Whenever a line of the records below contains the word "true", copy that line.

[Stored items]

- - - -

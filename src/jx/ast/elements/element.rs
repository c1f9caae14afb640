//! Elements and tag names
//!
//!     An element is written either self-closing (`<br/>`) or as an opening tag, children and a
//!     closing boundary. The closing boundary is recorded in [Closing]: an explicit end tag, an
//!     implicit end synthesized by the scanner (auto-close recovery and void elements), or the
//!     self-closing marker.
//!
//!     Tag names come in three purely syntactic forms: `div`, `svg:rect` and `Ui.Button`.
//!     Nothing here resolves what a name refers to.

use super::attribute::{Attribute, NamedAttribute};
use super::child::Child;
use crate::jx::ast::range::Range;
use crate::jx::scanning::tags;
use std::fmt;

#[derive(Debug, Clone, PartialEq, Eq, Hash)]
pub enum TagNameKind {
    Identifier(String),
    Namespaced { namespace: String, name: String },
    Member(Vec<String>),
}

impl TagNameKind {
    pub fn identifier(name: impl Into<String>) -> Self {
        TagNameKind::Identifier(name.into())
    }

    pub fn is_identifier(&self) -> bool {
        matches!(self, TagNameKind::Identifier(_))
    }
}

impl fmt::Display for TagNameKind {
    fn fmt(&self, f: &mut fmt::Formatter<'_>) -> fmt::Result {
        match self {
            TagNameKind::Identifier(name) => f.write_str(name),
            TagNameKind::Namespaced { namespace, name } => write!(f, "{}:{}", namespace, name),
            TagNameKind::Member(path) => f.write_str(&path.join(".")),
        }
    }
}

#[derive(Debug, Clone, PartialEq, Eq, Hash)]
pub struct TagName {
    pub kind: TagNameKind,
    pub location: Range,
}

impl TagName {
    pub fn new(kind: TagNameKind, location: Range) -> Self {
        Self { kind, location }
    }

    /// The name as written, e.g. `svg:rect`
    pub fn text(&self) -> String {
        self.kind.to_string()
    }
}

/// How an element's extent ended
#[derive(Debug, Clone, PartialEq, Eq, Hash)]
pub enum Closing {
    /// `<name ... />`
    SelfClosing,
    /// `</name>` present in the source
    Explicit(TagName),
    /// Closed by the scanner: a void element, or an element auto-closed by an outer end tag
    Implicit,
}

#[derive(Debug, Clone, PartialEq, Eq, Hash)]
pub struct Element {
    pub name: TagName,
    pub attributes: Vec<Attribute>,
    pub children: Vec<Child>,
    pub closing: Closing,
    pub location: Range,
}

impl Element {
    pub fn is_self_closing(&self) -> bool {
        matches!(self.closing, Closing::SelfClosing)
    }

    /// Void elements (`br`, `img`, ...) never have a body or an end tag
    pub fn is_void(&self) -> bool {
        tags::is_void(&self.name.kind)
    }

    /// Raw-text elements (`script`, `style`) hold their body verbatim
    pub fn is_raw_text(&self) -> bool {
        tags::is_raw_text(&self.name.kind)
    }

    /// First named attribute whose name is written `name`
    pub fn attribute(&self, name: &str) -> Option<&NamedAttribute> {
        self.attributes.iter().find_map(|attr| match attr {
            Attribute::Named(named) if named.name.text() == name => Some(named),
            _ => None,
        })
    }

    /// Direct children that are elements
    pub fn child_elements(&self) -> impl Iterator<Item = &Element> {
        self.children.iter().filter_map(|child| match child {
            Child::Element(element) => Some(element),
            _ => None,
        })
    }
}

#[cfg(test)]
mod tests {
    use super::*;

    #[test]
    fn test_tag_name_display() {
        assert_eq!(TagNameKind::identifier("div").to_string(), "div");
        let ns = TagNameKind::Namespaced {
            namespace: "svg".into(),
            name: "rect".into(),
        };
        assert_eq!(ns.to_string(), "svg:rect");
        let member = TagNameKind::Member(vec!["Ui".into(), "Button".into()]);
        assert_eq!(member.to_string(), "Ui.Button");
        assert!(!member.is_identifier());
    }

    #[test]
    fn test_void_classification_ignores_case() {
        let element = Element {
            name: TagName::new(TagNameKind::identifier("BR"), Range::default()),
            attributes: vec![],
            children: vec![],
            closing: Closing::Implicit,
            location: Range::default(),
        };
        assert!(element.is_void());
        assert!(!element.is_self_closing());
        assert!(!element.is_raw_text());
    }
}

- - - -

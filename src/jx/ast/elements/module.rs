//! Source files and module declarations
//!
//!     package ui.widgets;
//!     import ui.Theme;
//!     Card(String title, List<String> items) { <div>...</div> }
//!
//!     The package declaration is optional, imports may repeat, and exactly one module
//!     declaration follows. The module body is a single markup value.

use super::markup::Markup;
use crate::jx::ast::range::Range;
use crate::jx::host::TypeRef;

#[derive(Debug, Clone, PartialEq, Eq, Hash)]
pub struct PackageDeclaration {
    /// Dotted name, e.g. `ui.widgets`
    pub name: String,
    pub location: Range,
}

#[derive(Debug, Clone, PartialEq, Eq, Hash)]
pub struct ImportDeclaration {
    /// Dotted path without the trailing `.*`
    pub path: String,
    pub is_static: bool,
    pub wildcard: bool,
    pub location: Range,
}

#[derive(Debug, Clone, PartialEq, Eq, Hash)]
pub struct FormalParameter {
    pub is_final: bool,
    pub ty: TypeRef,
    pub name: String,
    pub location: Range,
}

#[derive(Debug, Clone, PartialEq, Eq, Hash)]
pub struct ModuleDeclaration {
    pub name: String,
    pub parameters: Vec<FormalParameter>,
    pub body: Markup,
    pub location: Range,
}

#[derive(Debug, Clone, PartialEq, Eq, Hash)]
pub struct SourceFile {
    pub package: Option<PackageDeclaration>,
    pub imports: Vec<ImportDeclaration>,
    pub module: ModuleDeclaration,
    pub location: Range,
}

- - - -

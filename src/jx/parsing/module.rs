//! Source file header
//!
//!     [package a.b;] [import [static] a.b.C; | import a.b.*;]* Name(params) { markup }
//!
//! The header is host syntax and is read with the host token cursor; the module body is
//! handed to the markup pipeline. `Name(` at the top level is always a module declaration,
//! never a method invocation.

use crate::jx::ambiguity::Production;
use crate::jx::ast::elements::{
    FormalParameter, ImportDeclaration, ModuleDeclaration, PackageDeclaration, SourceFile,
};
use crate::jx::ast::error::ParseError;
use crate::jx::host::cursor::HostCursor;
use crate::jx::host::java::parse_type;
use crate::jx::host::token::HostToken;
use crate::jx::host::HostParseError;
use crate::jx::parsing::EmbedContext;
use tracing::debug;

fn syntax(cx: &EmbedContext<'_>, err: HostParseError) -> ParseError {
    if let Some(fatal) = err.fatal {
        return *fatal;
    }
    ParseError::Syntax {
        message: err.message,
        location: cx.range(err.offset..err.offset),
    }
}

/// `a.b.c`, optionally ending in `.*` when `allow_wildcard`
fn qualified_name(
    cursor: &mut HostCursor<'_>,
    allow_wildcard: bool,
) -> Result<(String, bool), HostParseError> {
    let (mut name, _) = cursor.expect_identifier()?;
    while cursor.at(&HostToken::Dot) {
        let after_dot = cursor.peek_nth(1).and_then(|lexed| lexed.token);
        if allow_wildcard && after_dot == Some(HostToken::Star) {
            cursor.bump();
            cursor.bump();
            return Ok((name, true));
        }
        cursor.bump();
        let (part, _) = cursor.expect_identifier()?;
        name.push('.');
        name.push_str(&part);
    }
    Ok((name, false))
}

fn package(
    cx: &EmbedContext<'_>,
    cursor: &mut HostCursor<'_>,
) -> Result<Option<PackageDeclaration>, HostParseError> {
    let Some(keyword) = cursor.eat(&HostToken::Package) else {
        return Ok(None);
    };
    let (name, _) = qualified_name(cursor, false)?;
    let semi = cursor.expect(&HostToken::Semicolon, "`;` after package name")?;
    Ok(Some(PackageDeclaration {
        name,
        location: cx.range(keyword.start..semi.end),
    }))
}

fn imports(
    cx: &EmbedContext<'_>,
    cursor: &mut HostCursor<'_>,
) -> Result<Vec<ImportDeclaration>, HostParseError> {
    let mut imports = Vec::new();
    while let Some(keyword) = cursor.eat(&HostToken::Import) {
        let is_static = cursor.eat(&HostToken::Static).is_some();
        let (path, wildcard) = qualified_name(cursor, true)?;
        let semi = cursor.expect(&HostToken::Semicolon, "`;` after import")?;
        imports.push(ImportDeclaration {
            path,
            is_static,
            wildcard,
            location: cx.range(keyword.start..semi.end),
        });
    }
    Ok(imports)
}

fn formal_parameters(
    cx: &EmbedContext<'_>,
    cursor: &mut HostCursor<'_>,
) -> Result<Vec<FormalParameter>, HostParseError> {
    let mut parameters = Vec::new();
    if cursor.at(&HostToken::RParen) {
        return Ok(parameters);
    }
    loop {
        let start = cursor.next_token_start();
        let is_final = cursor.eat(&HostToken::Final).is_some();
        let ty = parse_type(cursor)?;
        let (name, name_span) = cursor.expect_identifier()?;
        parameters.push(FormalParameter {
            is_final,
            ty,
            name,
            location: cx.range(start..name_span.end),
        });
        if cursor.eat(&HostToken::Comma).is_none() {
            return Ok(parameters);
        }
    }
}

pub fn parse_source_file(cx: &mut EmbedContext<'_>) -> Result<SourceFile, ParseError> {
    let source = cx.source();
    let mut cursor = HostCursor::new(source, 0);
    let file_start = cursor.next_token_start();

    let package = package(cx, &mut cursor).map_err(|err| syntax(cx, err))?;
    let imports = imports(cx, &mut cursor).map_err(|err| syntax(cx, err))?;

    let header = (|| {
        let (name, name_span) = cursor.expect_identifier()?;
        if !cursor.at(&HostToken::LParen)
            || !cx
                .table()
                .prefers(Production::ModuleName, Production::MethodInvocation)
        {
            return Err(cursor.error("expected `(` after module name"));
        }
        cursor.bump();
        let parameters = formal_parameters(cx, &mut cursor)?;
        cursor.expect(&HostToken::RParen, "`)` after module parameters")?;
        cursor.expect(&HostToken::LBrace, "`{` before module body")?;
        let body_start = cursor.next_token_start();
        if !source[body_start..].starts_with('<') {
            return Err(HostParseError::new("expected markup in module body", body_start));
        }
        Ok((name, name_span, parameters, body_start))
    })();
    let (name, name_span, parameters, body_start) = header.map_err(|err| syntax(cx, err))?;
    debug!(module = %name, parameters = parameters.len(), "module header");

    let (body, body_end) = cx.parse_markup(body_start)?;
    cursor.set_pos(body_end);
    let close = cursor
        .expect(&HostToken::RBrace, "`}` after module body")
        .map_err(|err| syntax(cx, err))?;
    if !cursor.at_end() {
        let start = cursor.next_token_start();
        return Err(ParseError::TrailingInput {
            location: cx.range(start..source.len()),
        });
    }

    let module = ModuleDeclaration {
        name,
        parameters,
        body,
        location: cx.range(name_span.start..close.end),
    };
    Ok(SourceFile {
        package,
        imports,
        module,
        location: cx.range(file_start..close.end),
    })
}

- - - -

- **Answer area**
            return Ok((name, true));
        let (path, wildcard) = qualified_name(cursor, true)?;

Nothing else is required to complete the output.